##### MATERIAL FOR THE TASK
use super::*;
use crate::foundation::geometry::EdgeInsets;
use crate::logo::mark::ART_TO_NORMALIZED;
use crate::logo::style::LogoStyle;
use crate::render::display_list::DrawOp;

fn deco(style: LogoStyle, position: f64, opacity: f64) -> LogoDecoration {
    LogoDecoration::from_parts(
        Color::WHITE,
        Color::BLACK,
        style,
        EdgeInsets::ZERO,
        position,
        opacity,
    )
}

fn record(d: &LogoDecoration, target: Rect) -> DisplayList {
    let painter = LogoPainter::default();
    let mut list = DisplayList::new();
    painter.paint(d, target, &mut list);
    list
}

fn label_ops(list: &DisplayList) -> Vec<(Affine, Color)> {
    list.ops()
        .iter()
        .filter_map(|op| match op {
            DrawOp::Label {
                transform, color, ..
            } => Some((*transform, *color)),
            _ => None,
        })
        .collect()
}

#[test]
fn zero_area_records_nothing() {
    let d = LogoDecoration::new(LogoStyle::Horizontal).with_margin(EdgeInsets::all(50.0));
    assert!(record(&d, Rect::new(0.0, 0.0, 100.0, 100.0)).is_empty());
    let half = deco(LogoStyle::Stacked, -0.5, 0.5);
    assert!(record(&half, Rect::new(0.0, 0.0, 0.0, 100.0)).is_empty());
}

#[test]
fn mark_only_at_reference_size_is_just_the_mark() {
    let d = LogoDecoration::new(LogoStyle::MarkOnly).with_color(Color::WHITE);
    let list = record(&d, Rect::new(0.0, 0.0, 112.0, 112.0));
    assert!(list.is_balanced());
    assert!(label_ops(&list).is_empty());
    assert!(
        list.ops()
            .iter()
            .all(|op| !matches!(op, DrawOp::SaveLayer { .. } | DrawOp::Clip { .. }))
    );

    let DrawOp::FillPath {
        transform, paint, ..
    } = &list.ops()[1]
    else {
        panic!("expected the first beam, got {:?}", list.ops()[1]);
    };
    assert_eq!(*transform, ART_TO_NORMALIZED);
    assert_eq!(*paint, Paint::solid(Color::WHITE));
}

#[test]
fn settled_horizontal_label_sits_at_final_offset() {
    let d = deco(LogoStyle::Horizontal, 1.0, 1.0);
    let list = record(&d, Rect::new(0.0, 0.0, 446.0, 112.0));
    assert!(list.is_balanced());
    assert!(list.ops().iter().all(|op| !matches!(op, DrawOp::Clip { .. })));

    let labels = label_ops(&list);
    assert_eq!(labels.len(), 1);
    let (transform, color) = labels[0];
    assert!((transform.translation().x - 155.0).abs() < 1e-9);
    assert_eq!(color, Color::BLACK);

    let [sx, _, _, sy, _, _] = transform.as_coeffs();
    assert!((sx - 2.0 * sy).abs() < 1e-12);
    assert!((sy - 2.0 / 3.0 * 112.0 / 100.0).abs() < 1e-12);
}

#[test]
fn horizontal_label_scales_with_target() {
    let d = deco(LogoStyle::Horizontal, 1.0, 1.0);
    let list = record(&d, Rect::new(100.0, 50.0, 100.0 + 892.0, 50.0 + 224.0));
    let (transform, _) = label_ops(&list)[0];
    assert!((transform.translation().x - (100.0 + 310.0)).abs() < 1e-9);
}

#[test]
fn horizontal_transition_clips_label_to_wedge() {
    let d = deco(LogoStyle::Horizontal, 0.5, 1.0);
    let list = record(&d, Rect::new(0.0, 0.0, 446.0, 112.0));
    assert!(list.is_balanced());
    let clip = list.ops().iter().position(|op| matches!(op, DrawOp::Clip { .. }));
    let label = list.ops().iter().position(|op| matches!(op, DrawOp::Label { .. }));
    assert!(matches!((clip, label), (Some(c), Some(l)) if c < l));
}

#[test]
fn horizontal_label_starts_centered() {
    let d = deco(LogoStyle::Horizontal, 1e-6, 1.0);
    let painter = LogoPainter::default();
    let mut list = DisplayList::new();
    painter.paint(&d, Rect::new(0.0, 0.0, 446.0, 112.0), &mut list);
    let (transform, _) = label_ops(&list)[0];
    let drawn = transform.transform_rect_bbox(painter.label().bounds);
    assert!((drawn.center().x - 223.0).abs() < 1e-3, "{drawn:?}");
}

#[test]
fn stacked_transition_masks_label_with_gradient() {
    let d = deco(LogoStyle::Stacked, -0.5, 1.0);
    let list = record(&d, Rect::new(0.0, 0.0, 290.0, 192.0));
    assert!(list.is_balanced());

    let layer = list
        .ops()
        .iter()
        .position(|op| matches!(op, DrawOp::SaveLayer { opacity, .. } if *opacity == 1.0))
        .expect("label layer");
    assert!(matches!(list.ops()[layer + 1], DrawOp::Label { .. }));
    let DrawOp::FillPath {
        paint: Paint::LinearGradient { stops, .. },
        blend,
        ..
    } = &list.ops()[layer + 2]
    else {
        panic!("expected the wipe mask");
    };
    assert_eq!(*blend, BlendMode::Modulate);
    let offsets: Vec<f32> = stops.iter().map(|s| s.offset).collect();
    assert_eq!(offsets.len(), 4);
    assert!((offsets[1] - 0.4).abs() < 1e-6);
    assert!((offsets[2] - 0.6).abs() < 1e-6);
    assert_eq!(stops[0].color.a, 255);
    assert_eq!(stops[3].color.a, 0);
    assert!(matches!(list.ops()[layer + 3], DrawOp::Restore));
}

#[test]
fn settled_stacked_label_is_bottom_aligned_without_mask() {
    let d = deco(LogoStyle::Stacked, -1.0, 1.0);
    let painter = LogoPainter::default();
    let mut list = DisplayList::new();
    painter.paint(&d, Rect::new(0.0, 0.0, 290.0, 192.0), &mut list);
    assert!(list.ops().iter().all(|op| !matches!(op, DrawOp::SaveLayer { .. })));

    let (transform, _) = label_ops(&list)[0];
    let drawn = transform.transform_rect_bbox(painter.label().bounds);
    assert!((drawn.y1 - 192.0).abs() < 1e-9);
    assert!((drawn.center().x - 145.0).abs() < 1e-9);
}

#[test]
fn translucent_frame_is_wrapped_in_one_layer() {
    let d = deco(LogoStyle::Horizontal, 0.3, 0.5);
    let target = Rect::new(0.0, 0.0, 446.0, 112.0);
    let list = record(&d, target);
    assert!(list.is_balanced());
    let DrawOp::SaveLayer {
        bounds, opacity, ..
    } = &list.ops()[0]
    else {
        panic!("expected an opacity layer first");
    };
    assert_eq!(*bounds, target);
    assert_eq!(*opacity, 0.5);
    assert!(matches!(list.ops().last(), Some(DrawOp::Restore)));
}

#[test]
fn label_is_shaped_once_per_painter() {
    let painter = LogoPainter::default();
    let a = Arc::clone(painter.label());
    let mut list = DisplayList::new();
    painter.paint(
        &deco(LogoStyle::Horizontal, 0.7, 1.0),
        Rect::new(0.0, 0.0, 200.0, 50.0),
        &mut list,
    );
    let DrawOp::Label { run, .. } = list
        .ops()
        .iter()
        .find(|op| matches!(op, DrawOp::Label { .. }))
        .unwrap()
    else {
        unreachable!()
    };
    assert!(Arc::ptr_eq(&a, run));
    assert!(Arc::ptr_eq(&a, painter.label()));
}

#[test]
fn painter_identity_follows_text_color_and_font() {
    let painter = LogoPainter::new(Color::BLACK, None);
    assert!(painter.serves(Color::BLACK, None));
    assert!(!painter.serves(Color::WHITE, None));
}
##########
- TASK DIRECTIONS -
Wherever "BLACK" occurs in the records above, copy the line it sits in.

- YOUR SOLUTION -
        Color::BLACK,
    assert_eq!(color, Color::BLACK);
    let painter = LogoPainter::new(Color::BLACK, None);
    assert!(painter.serves(Color::BLACK, None));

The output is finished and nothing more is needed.